RECORDS SUPPLIED:
##########

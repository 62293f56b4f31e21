use std::path::{Path, PathBuf};

use snafu::{ensure, ResultExt};

use crate::table::{Column, ColumnValues, Dataset};
use crate::{
    CsvSnafu, Error, IoSnafu, TransportSnafu, TransportStatusSnafu, ValidationSnafu,
};

pub const GOOGLE_DRIVE_URL_TEMPLATE: &str = "https://drive.google.com/uc?export=download&id=";
pub const DEFAULT_FILE_ID: &str = "1Svje8GeeWe-hp_F-FNtnYZEGHWo1Lp-Y";
pub const DEFAULT_DELIMITER: u8 = b';';

/// Direct download URL for a Google Drive file.
pub fn build_download_url(file_id: &str) -> String {
    format!("{GOOGLE_DRIVE_URL_TEMPLATE}{file_id}")
}

/// Fetch the raw delimited payload from the remote source.
pub fn fetch_remote_table(file_id: &str) -> Result<String, Error> {
    let url = build_download_url(file_id);

    let response = reqwest::blocking::get(&url).context(TransportSnafu { url: url.as_str() })?;

    let status = response.status();
    ensure!(
        status.is_success(),
        TransportStatusSnafu {
            status: status.as_u16(),
            url: url.as_str(),
        }
    );

    response.text().context(TransportSnafu { url: url.as_str() })
}

/// Parse delimited text into an untyped dataset where every column is text.
/// Empty cells are recorded as absent.
pub fn parse_delimited(raw: &str, delimiter: u8) -> Result<Dataset, Error> {
    let mut reader = csv::ReaderBuilder::new()
        .delimiter(delimiter)
        .from_reader(raw.as_bytes());

    let headers: Vec<String> = reader
        .headers()
        .context(CsvSnafu {})?
        .iter()
        .map(|header| header.trim().to_owned())
        .collect();

    let mut columns: Vec<Vec<Option<String>>> = vec![vec![]; headers.len()];

    for record in reader.records() {
        let record = record.context(CsvSnafu {})?;
        for (index, cells) in columns.iter_mut().enumerate() {
            match record.get(index) {
                Some(cell) if !cell.is_empty() => cells.push(Some(cell.to_owned())),
                _ => cells.push(None),
            }
        }
    }

    let mut dataset = Dataset::new();
    for (header, cells) in headers.into_iter().zip(columns) {
        dataset.push_column(Column::new(header, ColumnValues::Text(cells)));
    }
    Ok(dataset)
}

/// Write the dataset as delimited UTF-8 text, creating any missing parent
/// directory first. Absent cells become empty fields.
pub fn save_raw_csv(dataset: &Dataset, path: &Path, delimiter: u8) -> Result<PathBuf, Error> {
    if let Some(parent) = path.parent() {
        if !parent.as_os_str().is_empty() {
            std::fs::create_dir_all(parent).context(IoSnafu {
                filename: parent.to_string_lossy(),
            })?;
        }
    }

    let mut writer = csv::WriterBuilder::new()
        .delimiter(delimiter)
        .from_path(path)
        .context(CsvSnafu {})?;

    let names: Vec<&str> = dataset
        .columns()
        .iter()
        .map(|column| column.name.as_str())
        .collect();
    writer.write_record(&names).context(CsvSnafu {})?;

    for row in 0..dataset.row_count() {
        let record: Vec<String> = dataset
            .columns()
            .iter()
            .map(|column| column.values.render(row).unwrap_or_default())
            .collect();
        writer.write_record(&record).context(CsvSnafu {})?;
    }
    writer.flush().context(IoSnafu {
        filename: path.to_string_lossy(),
    })?;

    Ok(path.to_path_buf())
}

/// Full extract stage: download, parse, validate, persist the raw CSV.
pub fn extract_dataset(
    file_id: &str,
    raw_csv_path: &Path,
    delimiter: u8,
) -> Result<Dataset, Error> {
    let raw = fetch_remote_table(file_id)?;
    let dataset = parse_delimited(&raw, delimiter)?;

    ensure!(
        !dataset.is_empty(),
        ValidationSnafu {
            message: "Raw dataset is empty, nothing to process",
        }
    );

    save_raw_csv(&dataset, raw_csv_path, delimiter)?;
    log::info!(
        "saved raw CSV with {} rows to {}",
        dataset.row_count(),
        raw_csv_path.display()
    );
    Ok(dataset)
}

##########

TASK DETAILS: All of the data above should be reproduced exactly, with nothing left out.

REPLY TO THE EXERCISE:
repository 62293f56b4f31e21
use std::path::{Path, PathBuf};

use snafu::{ensure, ResultExt};

use crate::table::{Column, ColumnValues, Dataset};
use crate::{
    CsvSnafu, Error, IoSnafu, TransportSnafu, TransportStatusSnafu, ValidationSnafu,
};

pub const GOOGLE_DRIVE_URL_TEMPLATE: &str = "https://drive.google.com/uc?export=download&id=";
pub const DEFAULT_FILE_ID: &str = "1Svje8GeeWe-hp_F-FNtnYZEGHWo1Lp-Y";
pub const DEFAULT_DELIMITER: u8 = b';';

/// Direct download URL for a Google Drive file.
pub fn build_download_url(file_id: &str) -> String {
    format!("{GOOGLE_DRIVE_URL_TEMPLATE}{file_id}")
}

/// Fetch the raw delimited payload from the remote source.
pub fn fetch_remote_table(file_id: &str) -> Result<String, Error> {
    let url = build_download_url(file_id);

    let response = reqwest::blocking::get(&url).context(TransportSnafu { url: url.as_str() })?;

    let status = response.status();
    ensure!(
        status.is_success(),
        TransportStatusSnafu {
            status: status.as_u16(),
            url: url.as_str(),
        }
    );

    response.text().context(TransportSnafu { url: url.as_str() })
}

/// Parse delimited text into an untyped dataset where every column is text.
/// Empty cells are recorded as absent.
pub fn parse_delimited(raw: &str, delimiter: u8) -> Result<Dataset, Error> {
    let mut reader = csv::ReaderBuilder::new()
        .delimiter(delimiter)
        .from_reader(raw.as_bytes());

    let headers: Vec<String> = reader
        .headers()
        .context(CsvSnafu {})?
        .iter()
        .map(|header| header.trim().to_owned())
        .collect();

    let mut columns: Vec<Vec<Option<String>>> = vec![vec![]; headers.len()];

    for record in reader.records() {
        let record = record.context(CsvSnafu {})?;
        for (index, cells) in columns.iter_mut().enumerate() {
            match record.get(index) {
                Some(cell) if !cell.is_empty() => cells.push(Some(cell.to_owned())),
                _ => cells.push(None),
            }
        }
    }

    let mut dataset = Dataset::new();
    for (header, cells) in headers.into_iter().zip(columns) {
        dataset.push_column(Column::new(header, ColumnValues::Text(cells)));
    }
    Ok(dataset)
}

/// Write the dataset as delimited UTF-8 text, creating any missing parent
/// directory first. Absent cells become empty fields.
pub fn save_raw_csv(dataset: &Dataset, path: &Path, delimiter: u8) -> Result<PathBuf, Error> {
    if let Some(parent) = path.parent() {
        if !parent.as_os_str().is_empty() {
            std::fs::create_dir_all(parent).context(IoSnafu {
                filename: parent.to_string_lossy(),
            })?;
        }
    }

    let mut writer = csv::WriterBuilder::new()
        .delimiter(delimiter)
        .from_path(path)
        .context(CsvSnafu {})?;

    let names: Vec<&str> = dataset
        .columns()
        .iter()
        .map(|column| column.name.as_str())
        .collect();
    writer.write_record(&names).context(CsvSnafu {})?;

    for row in 0..dataset.row_count() {
        let record: Vec<String> = dataset
            .columns()
            .iter()
            .map(|column| column.values.render(row).unwrap_or_default())
            .collect();
        writer.write_record(&record).context(CsvSnafu {})?;
    }
    writer.flush().context(IoSnafu {
        filename: path.to_string_lossy(),
    })?;

    Ok(path.to_path_buf())
}

/// Full extract stage: download, parse, validate, persist the raw CSV.
pub fn extract_dataset(
    file_id: &str,
    raw_csv_path: &Path,
    delimiter: u8,
) -> Result<Dataset, Error> {
    let raw = fetch_remote_table(file_id)?;
    let dataset = parse_delimited(&raw, delimiter)?;

    ensure!(
        !dataset.is_empty(),
        ValidationSnafu {
            message: "Raw dataset is empty, nothing to process",
        }
    );

    save_raw_csv(&dataset, raw_csv_path, delimiter)?;
    log::info!(
        "saved raw CSV with {} rows to {}",
        dataset.row_count(),
        raw_csv_path.display()
    );
    Ok(dataset)
}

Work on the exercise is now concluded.